TRY IT
Take down each entry exactly as written.

---- INPUT DATA

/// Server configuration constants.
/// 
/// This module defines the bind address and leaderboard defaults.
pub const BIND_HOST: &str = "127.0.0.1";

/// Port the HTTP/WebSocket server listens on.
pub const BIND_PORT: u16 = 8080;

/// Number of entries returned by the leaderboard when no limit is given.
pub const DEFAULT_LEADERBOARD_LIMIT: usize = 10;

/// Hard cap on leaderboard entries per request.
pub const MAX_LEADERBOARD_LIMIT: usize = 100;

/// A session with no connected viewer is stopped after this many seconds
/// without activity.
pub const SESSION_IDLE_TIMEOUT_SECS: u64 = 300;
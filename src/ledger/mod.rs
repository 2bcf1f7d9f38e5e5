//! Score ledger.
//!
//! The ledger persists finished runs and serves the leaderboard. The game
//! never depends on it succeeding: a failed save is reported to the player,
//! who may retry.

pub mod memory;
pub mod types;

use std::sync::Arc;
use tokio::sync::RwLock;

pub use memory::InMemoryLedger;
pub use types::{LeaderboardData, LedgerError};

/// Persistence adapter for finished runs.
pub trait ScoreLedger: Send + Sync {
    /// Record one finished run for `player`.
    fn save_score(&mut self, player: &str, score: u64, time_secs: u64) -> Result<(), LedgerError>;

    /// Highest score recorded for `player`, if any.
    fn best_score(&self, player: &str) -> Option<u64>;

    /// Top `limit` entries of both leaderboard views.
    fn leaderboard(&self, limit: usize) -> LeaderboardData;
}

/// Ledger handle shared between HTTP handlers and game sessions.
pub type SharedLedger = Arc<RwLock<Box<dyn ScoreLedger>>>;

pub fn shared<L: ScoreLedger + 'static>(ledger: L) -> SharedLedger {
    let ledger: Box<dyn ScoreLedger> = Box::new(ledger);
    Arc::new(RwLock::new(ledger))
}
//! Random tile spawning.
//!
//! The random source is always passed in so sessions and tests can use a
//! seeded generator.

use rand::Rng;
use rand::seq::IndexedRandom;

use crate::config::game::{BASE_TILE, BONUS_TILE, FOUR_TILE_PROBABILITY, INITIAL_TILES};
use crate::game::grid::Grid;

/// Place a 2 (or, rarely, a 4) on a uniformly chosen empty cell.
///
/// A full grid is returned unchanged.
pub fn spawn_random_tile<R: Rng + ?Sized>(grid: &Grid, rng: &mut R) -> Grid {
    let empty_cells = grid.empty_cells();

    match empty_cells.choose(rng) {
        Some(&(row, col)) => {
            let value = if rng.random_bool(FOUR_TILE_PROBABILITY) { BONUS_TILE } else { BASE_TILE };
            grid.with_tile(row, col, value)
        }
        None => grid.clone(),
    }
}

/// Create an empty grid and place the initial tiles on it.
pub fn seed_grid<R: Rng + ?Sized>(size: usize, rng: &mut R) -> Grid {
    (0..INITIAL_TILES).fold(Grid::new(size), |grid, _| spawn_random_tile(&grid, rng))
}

--------

SOLUTION
/// Server configuration constants.
/// 
/// This module defines the bind address and leaderboard defaults.
pub const BIND_HOST: &str = "127.0.0.1";

/// Port the HTTP/WebSocket server listens on.
pub const BIND_PORT: u16 = 8080;

/// Number of entries returned by the leaderboard when no limit is given.
pub const DEFAULT_LEADERBOARD_LIMIT: usize = 10;

/// Hard cap on leaderboard entries per request.
pub const MAX_LEADERBOARD_LIMIT: usize = 100;

/// A session with no connected viewer is stopped after this many seconds
/// without activity.
pub const SESSION_IDLE_TIMEOUT_SECS: u64 = 300;
filename src/ledger/mod.rs
repository 2bcf1f7d9f38e5e5
//! Score ledger.
//!
//! The ledger persists finished runs and serves the leaderboard. The game
//! never depends on it succeeding: a failed save is reported to the player,
//! who may retry.

pub mod memory;
pub mod types;

use std::sync::Arc;
use tokio::sync::RwLock;

pub use memory::InMemoryLedger;
pub use types::{LeaderboardData, LedgerError};

/// Persistence adapter for finished runs.
pub trait ScoreLedger: Send + Sync {
    /// Record one finished run for `player`.
    fn save_score(&mut self, player: &str, score: u64, time_secs: u64) -> Result<(), LedgerError>;

    /// Highest score recorded for `player`, if any.
    fn best_score(&self, player: &str) -> Option<u64>;

    /// Top `limit` entries of both leaderboard views.
    fn leaderboard(&self, limit: usize) -> LeaderboardData;
}

/// Ledger handle shared between HTTP handlers and game sessions.
pub type SharedLedger = Arc<RwLock<Box<dyn ScoreLedger>>>;

pub fn shared<L: ScoreLedger + 'static>(ledger: L) -> SharedLedger {
    let ledger: Box<dyn ScoreLedger> = Box::new(ledger);
    Arc::new(RwLock::new(ledger))
}
//! Random tile spawning.
//!
//! The random source is always passed in so sessions and tests can use a
//! seeded generator.

use rand::Rng;
use rand::seq::IndexedRandom;

use crate::config::game::{BASE_TILE, BONUS_TILE, FOUR_TILE_PROBABILITY, INITIAL_TILES};
use crate::game::grid::Grid;

/// Place a 2 (or, rarely, a 4) on a uniformly chosen empty cell.
///
/// A full grid is returned unchanged.
pub fn spawn_random_tile<R: Rng + ?Sized>(grid: &Grid, rng: &mut R) -> Grid {
    let empty_cells = grid.empty_cells();

    match empty_cells.choose(rng) {
        Some(&(row, col)) => {
            let value = if rng.random_bool(FOUR_TILE_PROBABILITY) { BONUS_TILE } else { BASE_TILE };
            grid.with_tile(row, col, value)
        }
        None => grid.clone(),
    }
}

/// Create an empty grid and place the initial tiles on it.
pub fn seed_grid<R: Rng + ?Sized>(size: usize, rng: &mut R) -> Grid {
    (0..INITIAL_TILES).fold(Grid::new(size), |grid, _| spawn_random_tile(&grid, rng))
}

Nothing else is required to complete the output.